I’ll just take this great opportunity to link to this article I saved a few weeks ago, Crazy: 90 Percent of People Don’t Know How to Use CTRL+F – Alexis Madrigal – Technology – The Atlantic

This week, I talked with Dan Russell, a search anthropologist at Google, about the time he spends with random people studying how they search for stuff. …90 percent of people in their studies don’t know how to use CTRL/Command + F to find a word in a document or web page! I probably use that trick 20 times per day and yet the vast majority of people don’t use it at all.

[…]

It makes me think that we need a new type of class in schools across the land immediately. Electronic literacy. Just like we learn to skim tables of content or look through an index or just skim chapter titles to find what we’re looking for, we need to teach people about this CTRL+F thing.

Google itself is trying to teach people a little something with their AGoogleADay.com campaign, but the ability to retrieve information via a search engine is actually much bigger than the search engine itself. We’re talking about the future of almost all knowledge acquisition and yet schools don’t spend nearly as much time on this skill as they do on other equally important areas.

Cool isn’t it? And don’t forget about the Google Scholar search engine:

Google Scholar

About Google Scholar

It is an excellent research tool.

One last link for you today:  BBC News – Species flee warming faster than previously thought

Comma butterfly (Credit: Martin Warren)
Warmer weather has brought the British comma dancing around Scottish nettles for the first time

Animals and plants are shifting their natural home ranges towards the cooler poles three times faster than scientists previously thought.

In the largest study of its kind to date, researchers looked at the effects of temperature on over 2,000 species.

They report in the journal Science that species experiencing the greatest warming have moved furthest.

The results helped to “cement” the link between climate change and shifts in species’ global ranges, said the team.

The research included studies,

Analysing the range shifts of more than 2,000 species – ranging from butterflies to birds, algae to mammals – across Europe, North and South America and Malaysia over the last four decades, they show that organisms that experience the greatest change in temperatures move the fastest.

The team found that on average organisms are shifting their home ranges at a rate of 17km per decade away from the equator; three times the speed previously thought.
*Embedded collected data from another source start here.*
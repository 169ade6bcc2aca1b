use thiserror::Error;

/// Application-level errors
#[derive(Debug, Error)]
pub enum AppError {
    #[error("Configuration error: {message}")]
    Config { message: String },

    #[error("Validation error: {0}")]
    Validation(#[from] ValidationError),

    #[error("State violation: {0}")]
    State(#[from] StateViolation),

    #[error("Storage error: {0}")]
    Storage(#[from] StorageError),

    #[error("Generation error: {0}")]
    Generation(#[from] GenerationError),

    #[error("MCP protocol error: {0}")]
    Mcp(#[from] McpError),

    #[error("Export failed for session {session_id} after {attempts} attempts: {message}")]
    Export {
        session_id: String,
        attempts: u32,
        message: String,
    },

    #[error("Internal error: {message}")]
    Internal { message: String },
}

/// Malformed input rejected at the boundary before it reaches session state.
#[derive(Debug, Clone, PartialEq, Error)]
pub enum ValidationError {
    #[error("{field} - {reason}")]
    Field { field: String, reason: String },

    #[error("duplicate concept id '{id}'")]
    DuplicateConcept { id: String },

    #[error("duplicate relationship id '{id}'")]
    DuplicateRelationship { id: String },

    #[error("unknown concept '{id}'")]
    UnknownConcept { id: String },

    #[error("unknown relationship '{id}'")]
    UnknownRelationship { id: String },

    #[error("relationship '{relationship}' references missing concept '{concept}'")]
    DanglingEndpoint {
        relationship: String,
        concept: String,
    },

    #[error("reference map has no {what}")]
    EmptyReference { what: String },

    #[error("snapshot drops {count} element(s) present at round start, first: '{first}'")]
    SnapshotDropsElements { count: usize, first: String },
}

impl ValidationError {
    /// Shorthand for a field-level validation failure.
    pub fn field(field: impl Into<String>, reason: impl Into<String>) -> Self {
        ValidationError::Field {
            field: field.into(),
            reason: reason.into(),
        }
    }
}

/// Requests that are well-formed but not allowed in the current session state.
#[derive(Debug, Clone, PartialEq, Error)]
pub enum StateViolation {
    #[error("session not found: {session_id}")]
    SessionNotFound { session_id: String },

    #[error("operation '{operation}' not allowed in phase {phase}")]
    InvalidPhase { operation: String, phase: String },

    #[error("round {round} has no learner turn yet")]
    NoLearnerTurn { round: usize },

    #[error("round index {index} is beyond the agent sequence (length {len})")]
    SequenceOutOfRange { index: usize, len: usize },

    #[error("a learner turn is already being processed for session {session_id}")]
    TurnInFlight { session_id: String },
}

/// Storage layer errors
#[derive(Debug, Error)]
pub enum StorageError {
    #[error("Database connection failed: {message}")]
    Connection { message: String },

    #[error("Query failed: {message}")]
    Query { message: String },

    #[error("Session record not found: {session_id}")]
    SessionNotFound { session_id: String },

    #[error("Migration failed: {message}")]
    Migration { message: String },

    #[error("Serialization failed: {0}")]
    Serialization(#[from] serde_json::Error),

    #[error("SQLx error: {0}")]
    Sqlx(#[from] sqlx::Error),
}

/// Generative backend errors
#[derive(Debug, Error)]
pub enum GenerationError {
    #[error("Generation backend unavailable: {message} (retries: {retries})")]
    Unavailable { message: String, retries: u32 },

    #[error("API error: {status} - {message}")]
    Api { status: u16, message: String },

    #[error("Rate limited: {message}")]
    RateLimited { message: String },

    #[error("Invalid response: {message}")]
    InvalidResponse { message: String },

    #[error("Request timeout after {timeout_ms}ms")]
    Timeout { timeout_ms: u64 },

    #[error("Generation disabled: {reason}")]
    Disabled { reason: String },

    #[error("HTTP error: {0}")]
    Http(#[from] reqwest::Error),
}

/// MCP protocol errors
#[derive(Debug, Error)]
pub enum McpError {
    #[error("Invalid request: {message}")]
    InvalidRequest { message: String },

    #[error("Unknown tool: {tool_name}")]
    UnknownTool { tool_name: String },

    #[error("Invalid parameters for {tool_name}: {message}")]
    InvalidParameters { tool_name: String, message: String },

    #[error("Tool execution failed: {message}")]
    ExecutionFailed { message: String },

    #[error("JSON serialization error: {0}")]
    Json(#[from] serde_json::Error),
}

impl From<AppError> for McpError {
    fn from(err: AppError) -> Self {
        McpError::ExecutionFailed {
            message: err.to_string(),
        }
    }
}

/// Result type alias for application errors
pub type AppResult<T> = Result<T, AppError>;

/// Result type alias for boundary validation
pub type ValidationResult<T> = Result<T, ValidationError>;

/// Result type alias for storage operations
pub type StorageResult<T> = Result<T, StorageError>;

/// Result type alias for generative backend calls
pub type GenerationResult<T> = Result<T, GenerationError>;

/// Result type alias for MCP operations
pub type McpResult<T> = Result<T, McpError>;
Organisms also moved uphill by about 1m a year.

… it seemed that species were able to seek out cooler habitats as long as there was not an obstacle in their way, like a highway.

And what happens to the animals that reach the end of that highway…damn, and I wanted this post to be lighthearted.

Well, after those species reach the top of the mountains, they have nowhere else to go…so they die.

On Mount Kinabalu in Borneo, Dr Thomas’ graduate student, I-Ching Chen, has been following the movement of Geometrid moths uphill as temperatures increase. Their natural ranges have shifted by 59m in 42 years.

These moths “don’t have options; they are being forced up, and at some point they will run out of land,” reflected Dr Thomas.

The British scientist said that it was really too early to start generalising about the characteristics of the species that had shifted their distribution to stay within their optimal temperature range.

“But we know that the species which have expanded the most and fastest are the species that are not particularly fussy about where they live,” he told BBC News.

Geometrid moths (Credit: I-Ching Chen)

Well, at least the moths aren’t too particular about their surroundings.